As usual, Callie found something else to focus on. Her eyes were glued to the Regency paintings on the wall as if they were the most important thing in the room. “Her father was a good guy. I think you would’ve liked him.”
Leigh said nothing. Callie had never mentioned Maddy’s biological father before and neither Walter nor Leigh had ever had the courage to ask.
“He took away some of my loneliness. He never yelled or raised his hand to me. He never tried to push me into doing shit so we could score.” Callie didn’t have to tell Leigh what women usually got pushed into doing. “He was a lot like Walter, if Walter was a heroin addict with one nipple.”

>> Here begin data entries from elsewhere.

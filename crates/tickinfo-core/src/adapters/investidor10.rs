use std::sync::Arc;

use serde_json::Value;
use tracing::warn;

use super::extract::{self, DividendPoint, Extractor, NumberFormat};
use super::{decode_json, download};
use crate::circuit_breaker::CircuitBreaker;
use crate::data_source::{FetchFuture, FetchRequest, SourceError, SourceProvider};
use crate::http_client::{HttpClient, HttpRequest, ReqwestHttpClient};
use crate::{EntityKind, FieldName, FieldValue, ProviderId, Record, Ticker, UtcDateTime};

const BASE_URL: &str = "https://investidor10.com.br";
const REQUEST_TIMEOUT_MS: u64 = 8_000;

/// Fields that need the dividend chart download.
const DIVIDEND_FIELDS: [FieldName; 2] = [FieldName::LatestsDividends, FieldName::AvgAnnualDividends];

/// investidor10.com.br adapter.
///
/// Stock and REIT pages embed the whole ticker model as a `mainTicker`
/// script variable; ETF pages are read from their markup. Dividend history
/// comes from a separate chart API keyed by the upstream id.
pub struct Investidor10Adapter {
    http_client: Arc<dyn HttpClient>,
    circuit_breaker: Arc<CircuitBreaker>,
    timeout_ms: u64,
}

impl Default for Investidor10Adapter {
    fn default() -> Self {
        Self::with_http_client(Arc::new(ReqwestHttpClient::new()))
    }
}

impl Investidor10Adapter {
    pub fn with_http_client(http_client: Arc<dyn HttpClient>) -> Self {
        Self {
            http_client,
            circuit_breaker: Arc::new(CircuitBreaker::for_provider(ProviderId::Investidor10)),
            timeout_ms: REQUEST_TIMEOUT_MS,
        }
    }

    pub fn with_circuit_breaker(mut self, circuit_breaker: Arc<CircuitBreaker>) -> Self {
        self.circuit_breaker = circuit_breaker;
        self
    }

    pub fn page_url(ticker: &Ticker, kind: EntityKind) -> String {
        let section = match kind {
            EntityKind::Stock => "stocks",
            EntityKind::Reit => "reits",
            EntityKind::Etf => "etfs-global",
        };
        format!(
            "{BASE_URL}/{section}/{}/",
            urlencoding::encode(&ticker.to_lowercase())
        )
    }

    pub fn equity_dividends_url(upstream_id: &str) -> String {
        format!(
            "{BASE_URL}/api/stock/dividendos/chart/{}/3650/ano",
            urlencoding::encode(upstream_id)
        )
    }

    pub fn etf_dividends_url(upstream_id: &str) -> String {
        format!(
            "{BASE_URL}/api/etfs/dividendos/chart/{}/1825/ano",
            urlencoding::encode(upstream_id)
        )
    }

    async fn get(&self, url: String, referer: &str) -> Result<String, SourceError> {
        let request = HttpRequest::get(url)
            .with_browser_headers(referer)
            .with_header("upgrade-insecure-requests", "1")
            .with_timeout_ms(self.timeout_ms);
        download(
            ProviderId::Investidor10,
            self.http_client.as_ref(),
            &self.circuit_breaker,
            request,
        )
        .await
    }

    /// Dividend history; a failed download only nulls the dividend fields.
    async fn dividends(&self, url: String, referer: &str, ticker: &Ticker) -> Vec<DividendPoint> {
        let payload = match self.get(url, referer).await {
            Ok(body) => decode_json(ProviderId::Investidor10, "dividends", &body),
            Err(error) => Err(error),
        };
        match payload {
            Ok(payload) => extract::dividend_points(&payload),
            Err(error) => {
                warn!(ticker = %ticker, %error, "dividend history unavailable");
                Vec::new()
            }
        }
    }

    async fn fetch_equity(&self, req: &FetchRequest) -> Result<Record, SourceError> {
        let url = Self::page_url(&req.ticker, req.kind);
        let page = self.get(url.clone(), BASE_URL).await?;

        let script = extract::anchored(&page, "var mainTicker =", "var ")
            .map(|raw| raw.trim().trim_end_matches(';'))
            .ok_or_else(|| {
                SourceError::malformed(format!(
                    "investidor10 page for '{}' has no ticker model",
                    req.ticker
                ))
            })?;
        let main = decode_json(ProviderId::Investidor10, "ticker model", script)?;
        if !main.is_object() {
            return Err(SourceError::malformed(format!(
                "investidor10 ticker model for '{}' is not an object",
                req.ticker
            )));
        }

        let upstream_id = main.get("id").and_then(extract::json_text);
        let dividends = match upstream_id {
            Some(id) if req.fields.contains_any(&DIVIDEND_FIELDS) => {
                self.dividends(Self::equity_dividends_url(&id), &url, &req.ticker)
                    .await
            }
            _ => Vec::new(),
        };

        let payload = EquityPayload {
            balance: latest_by_date(main.get("balances"), "reference_date"),
            quotation: latest_by_date(main.get("quotations"), "date"),
            main,
            dividends,
            current_year: UtcDateTime::now().year(),
        };
        Ok(extract::evaluate(&payload, &req.fields, equity_extractor))
    }

    async fn fetch_etf(&self, req: &FetchRequest) -> Result<Record, SourceError> {
        let url = Self::page_url(&req.ticker, EntityKind::Etf);
        let page = self.get(url.clone(), BASE_URL).await?;
        if !page.contains("name-company") {
            return Err(SourceError::malformed(format!(
                "investidor10 ETF page for '{}' lacks the header block",
                req.ticker
            )));
        }

        let upstream_id = extract::anchored(&page, "etfId\" value=\"", "\"").map(str::to_owned);
        let dividends = match upstream_id {
            Some(id) if req.fields.contains_any(&DIVIDEND_FIELDS) => {
                self.dividends(Self::etf_dividends_url(&id), &url, &req.ticker)
                    .await
            }
            _ => Vec::new(),
        };

        let payload = EtfPayload {
            page,
            dividends,
            current_year: UtcDateTime::now().year(),
        };
        Ok(extract::evaluate(&payload, &req.fields, etf_extractor))
    }
}

impl SourceProvider for Investidor10Adapter {
    fn id(&self) -> ProviderId {
        ProviderId::Investidor10
    }

    fn supports(&self, _kind: EntityKind) -> bool {
        true
    }

    fn fetch<'a>(&'a self, req: FetchRequest) -> FetchFuture<'a> {
        Box::pin(async move {
            match req.kind {
                EntityKind::Stock | EntityKind::Reit => self.fetch_equity(&req).await,
                EntityKind::Etf => self.fetch_etf(&req).await,
            }
        })
    }
}

/// Entry of `items` with the greatest ISO-8601 `key`.
fn latest_by_date(items: Option<&Value>, key: &str) -> Option<Value> {
    items?
        .as_array()?
        .iter()
        .filter_map(|item| Some((item.get(key)?.as_str()?, item)))
        .max_by(|left, right| left.0.cmp(right.0))
        .map(|(_, item)| item.clone())
}

struct EquityPayload {
    main: Value,
    balance: Option<Value>,
    quotation: Option<Value>,
    dividends: Vec<DividendPoint>,
    current_year: i32,
}

impl EquityPayload {
    fn text(&self, pointer: &str) -> Option<String> {
        self.main.pointer(pointer).and_then(extract::json_text)
    }

    fn balance_number(&self, pointer: &str) -> Option<f64> {
        self.balance
            .as_ref()
            .and_then(|balance| balance.pointer(pointer))
            .and_then(|value| extract::json_number(value, NumberFormat::DecimalPoint))
    }
}

fn equity_extractor(field: FieldName) -> Option<Extractor<EquityPayload>> {
    let extractor: Extractor<EquityPayload> = match field {
        FieldName::Name => |p| {
            p.text("/company_name")
                .map(|name| extract::strip_kind_suffix(&name))
                .into()
        },
        FieldName::Type => |p| p.text("/type").into(),
        FieldName::Sector => |p| p.text("/industry/sector/name").into(),
        FieldName::Actuation => |p| p.text("/industry/name").into(),
        FieldName::Price => |p| {
            p.quotation
                .as_ref()
                .and_then(|quotation| quotation.get("price"))
                .and_then(|price| extract::json_number(price, NumberFormat::DecimalPoint))
                .into()
        },
        FieldName::Liquidity => |p| p.balance_number("/volume_avg").into(),
        FieldName::TotalIssuedShares => |p| p.balance_number("/shares_outstanding").into(),
        FieldName::EquityValue => |p| p.balance_number("/total_equity").into(),
        FieldName::NetRevenue => |p| p.balance_number("/revenue").into(),
        FieldName::NetProfit => |p| p.balance_number("/net_income").into(),
        FieldName::NetMargin => |p| p.balance_number("/net_margin").into(),
        FieldName::GrossMargin => |p| p.balance_number("/gross_margin").into(),
        FieldName::CagrRevenue => |p| p.balance_number("/growth_net_revenue_last_5_years").into(),
        FieldName::CagrProfit => |p| p.balance_number("/growth_net_profit_last_5_years").into(),
        FieldName::Debit => |p| p.balance_number("/long_term_debt").into(),
        FieldName::Ebit => |p| p.balance_number("/ebit").into(),
        FieldName::Variation12m => |p| p.balance_number("/variation_year").into(),
        FieldName::Pvp => |p| p.balance_number("/pvp").into(),
        FieldName::Dy => |p| p.balance_number("/dy").into(),
        FieldName::AssetsValue => |p| p.balance_number("/total_assets").into(),
        FieldName::MarketValue => |p| p.balance_number("/market_cap").into(),
        FieldName::Pl => |p| p.balance_number("/pl").into(),
        FieldName::Roe => |p| p.balance_number("/roe").into(),
        FieldName::Payout => |p| {
            p.balance_number("/api_info/common_size_ratios/dividend_payout_ratio")
                .into()
        },
        FieldName::InitialDate => |p| {
            p.main
                .get("start_year_on_stock_exchange")
                .map_or(FieldValue::Null, extract::json_scalar)
        },
        FieldName::LatestsDividends => |p| extract::latest_dividend(&p.dividends, p.current_year).into(),
        FieldName::AvgAnnualDividends => |p| extract::mean_dividend(&p.dividends).into(),
        _ => return None,
    };
    Some(extractor)
}

struct EtfPayload {
    page: String,
    dividends: Vec<DividendPoint>,
    current_year: i32,
}

impl EtfPayload {
    fn number(&self, start: &str, end: &str) -> Option<f64> {
        extract::anchored_text(&self.page, start, end)
            .and_then(|raw| extract::parse_number(&raw, NumberFormat::DecimalComma))
    }
}

fn etf_extractor(field: FieldName) -> Option<Extractor<EtfPayload>> {
    let extractor: Extractor<EtfPayload> = match field {
        FieldName::Name => |p| {
            extract::anchored_text(&p.page, "name-company\">", "<")
                .map(|name| extract::strip_kind_suffix(&name))
                .into()
        },
        FieldName::Type => |_| FieldValue::text(EntityKind::Etf.label()),
        FieldName::Price => |p| p.number("<span class=\"value\">US$", "</span>").into(),
        FieldName::Variation12m => |p| p.number("VARIAÇÃO (12M)</span>", "</span>").into(),
        FieldName::Dy => |p| p.number("DY</span>", "</span>").into(),
        FieldName::AssetsValue => |p| {
            extract::anchored_text(&p.page, "Capitalização</span>", "</span>")
                .and_then(|raw| extract::parse_magnitude(&raw, NumberFormat::DecimalComma))
                .into()
        },
        FieldName::LatestsDividends => |p| extract::latest_dividend(&p.dividends, p.current_year).into(),
        FieldName::AvgAnnualDividends => |p| extract::mean_dividend(&p.dividends).into(),
        _ => return None,
    };
    Some(extractor)
}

Leigh laughed out loud. And then tears sprang into her eyes.
“His name was Larry. I never got his last name, or maybe I did and I forgot it.” Callie let out a long, slow breath. “He OD’d in the Dunkin’ Donuts off Ponce de Leon. You can probably find the police report if you want his name. We were shooting up together in the bathroom. I was stoned, but I could hear the cops coming, so I just left him there because I didn’t want to get arrested.”
“He cared about you,” Leigh said, because she knew how impossible it was for anyone to not care about her sister. “He wouldn’t have wanted you to get arrested.”
Callie nodded, but she said, “I think he would’ve wanted me to stick around long enough to give him CPR so he didn’t die.”